Después de ser vociferado por Fargue, quien sólo veía su cometido «civilizador» en una perspectiva donde los elefantes no pintaban nada, Morel espeta de manera implacable lo que podría constituir un inicio de la reflexión que Husserl demandaba para un humanismo ilustrado rejuvenecido: la «epojé», o suspensión conceptual que debería llevar a cualquier individuo reflexivo a comprender su compleja e indisoluble relación no sólo con su grupo, sino con toda la humanidad que ha existido y por existir, así como con los animales y su entorno.
«Morel tardó en contestar. Apretó los puños, se sacó del bolsillo una petaca de tabaco y permaneció un momento de silencio, con las piernas separadas, liándose un cigarrillo, probablemente para calmar la rabia de sus manos. Por fin alzó la mirada:
«—Escúchame bien, cura —dijo—. De acuerdo, tú eres un cura, un misionero, y estás metido hasta el cuello en todo esto. Quiero decir que ves todo tipo de sufrimientos y de fealdades a lo largo de la jornada. De acuerdo. Ves todo tipo de canalladas, la miseria humana, vaya. Y después de haber visto todo esto, después de haber limpiado el trasero de la humanidad, ¿no te entran ganas de alzar los ojos? ¿No te entran ganas de subir una colina y mirar otra cosa? ¿Algo bello, por una vez, y libre, una compañía completamente diferente?
«—¡Cuando me entran ganas de alzar los ojos y necesito otra compañía —vociferó el padre Fargue dando un puñetazo en la mesa—, yo no miro a los elefantes!
«—Tranquilo, tranquilo, no te pongas así. Tú necesitas como todo el mundo mirar de vez en cuando a tu alrededor para demostrarte que todavía no lo hemos mancillado, exterminado y estropeado todo. Tú necesitas como todo el mundo tranquilizarte, decirte que todavía queda algo hermoso y libre en esta tierra baldía, aunque sólo sea para seguir creyendo en tu Dios. Así que firma aquí. No merece la pena que le des más vueltas; no temas, no estás firmando ningún pacto con el diablo. Sólo es para que no maten a más elefantes. Cada año matan a treinta mil.
«[Morel] Sonrió bruscamente, con malicia.

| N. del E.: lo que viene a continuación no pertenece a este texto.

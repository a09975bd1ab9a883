use smc_rs::model::DemographicModel;
use smc_rs::opt::Bounds;
use smc_rs::pretrain::{expected_spectrum, penalize, pretrain, Regularizer};
use smc_rs::EstimateError;

fn approx_eq(a: f64, b: f64, eps: f64) {
    assert!(
        (a - b).abs() <= eps,
        "expected {a} ~= {b} within eps={eps}, got diff={}",
        (a - b).abs()
    );
}

#[test]
fn flat_model_carries_no_penalty() {
    let model = DemographicModel::new(&[0.5, 0.5, 0.5], 0).expect("model init failed");
    assert_eq!(penalize(&model, 1.0, Regularizer::Quadratic), 0.0);
    assert_eq!(penalize(&model, 1.0, Regularizer::Abs), 0.0);
}

#[test]
fn penalty_grows_with_log_size_jumps() {
    let mut model = DemographicModel::new(&[0.5, 0.5], 0).expect("model init failed");
    model.x_mut()[1] = std::f64::consts::E;
    approx_eq(penalize(&model, 2.0, Regularizer::Quadratic), 2.0, 1e-12);
    approx_eq(penalize(&model, 2.0, Regularizer::Abs), 2.0, 1e-12);
}

#[test]
fn expected_spectrum_is_a_distribution() {
    let model = DemographicModel::new(&[0.5, 1.5], 0).expect("model init failed");
    let sfs = expected_spectrum(&model, 4, 0.01).expect("expected spectrum failed");
    assert_eq!(sfs.dim(), (3, 3));
    let total: f64 = sfs.iter().sum();
    approx_eq(total, 1.0, 1e-9);
    for v in sfs.iter() {
        assert!(*v >= 0.0, "spectrum entry went negative: {v}");
    }
    // low theta keeps almost all mass monomorphic
    assert!(sfs[(0, 0)] > 0.9);
}

#[test]
fn pair_only_sample_puts_segregating_mass_on_the_het_class() {
    let model = DemographicModel::new(&[1.0], 0).expect("model init failed");
    let sfs = expected_spectrum(&model, 2, 0.05).expect("expected spectrum failed");
    assert_eq!(sfs.dim(), (3, 1));
    assert!(sfs[(1, 0)] > 0.0);
    approx_eq(sfs[(0, 0)] + sfs[(1, 0)], 1.0, 1e-9);
    assert_eq!(sfs[(2, 0)], 0.0);
}

#[test]
fn pretrain_at_the_optimum_returns_the_generating_scale() {
    let truth = DemographicModel::new(&[0.5, 0.5], 0).expect("model init failed");
    let sfs = expected_spectrum(&truth, 4, 2e-4).expect("expected spectrum failed");

    let mut model = DemographicModel::new(&[0.5, 0.5], 0).expect("model init failed");
    let bounds = vec![Bounds { lo: 0.1, hi: 10.0 }; 2];
    let theta_hat = pretrain(&mut model, &sfs, &bounds, 2e-4, |_| 0.0)
        .expect("pretraining failed");

    approx_eq(theta_hat, 2e-4, 2e-4 * 1e-2);
    for x in model.x() {
        assert!((0.1..=10.0).contains(x), "fitted size {x} left its bounds");
    }
}

#[test]
fn mismatched_bounds_are_a_bounds_error() {
    let truth = DemographicModel::new(&[0.5, 0.5], 0).expect("model init failed");
    let sfs = expected_spectrum(&truth, 4, 2e-4).expect("expected spectrum failed");

    let mut model = DemographicModel::new(&[0.5, 0.5], 0).expect("model init failed");
    let bounds = vec![Bounds { lo: 0.1, hi: 10.0 }; 3];
    let err = pretrain(&mut model, &sfs, &bounds, 2e-4, |_| 0.0)
        .expect_err("expected bounds error");
    match err.downcast_ref::<EstimateError>() {
        Some(EstimateError::Bounds(_)) => {}
        other => panic!("expected a bounds error, got {other:?}"),
    }
}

«—Y recuerda esto, cura, ellos no son responsables de todas nuestras porquerías. Ellos no son culpables, cura, no son culpables.
En el principio
Ni la razón ni la fe pueden reducirse al cálculo técnico y espiritual. El humanismo requiere un «reencantamiento» con el mundo, tal y como expobe Byung-Chul Han en libros como El aroma del tiempo.
Como reiterana el filósofo alemán Günther Anders, otro de los alumnos de Edmund Hüsserl (además de compañero de Martin Heidegger y marido de Hanna Arendt entre 1929 y 1937), el gran problema de la actualidad es nuestra incapacidad para reconocer o incluso ser conscientes del impacto de la técnica sobre el mundo, un «desfase prometeico» entre el impacto de lo que hacemos y nuestra incapacidad de comprenderlo en toda su extensión.
Anders cita unos versos del Prometeo encadenado de Esquilo a modo de epígrafe para su ensayo Nihilismo y técnica:
«En el principio, ellos veían sin ver, escuchaban
sin oír y, semejantes a las imágenes de los sueños,
vivían su larga existencia en el desorden y la confusión;
no conocían las soleadas casas de ladrillos;
no sabían labrar la madera, y vivían ocultos,
como las ágiles hormigas,
en lo más escondido de cavernas donde no penetraba la luz».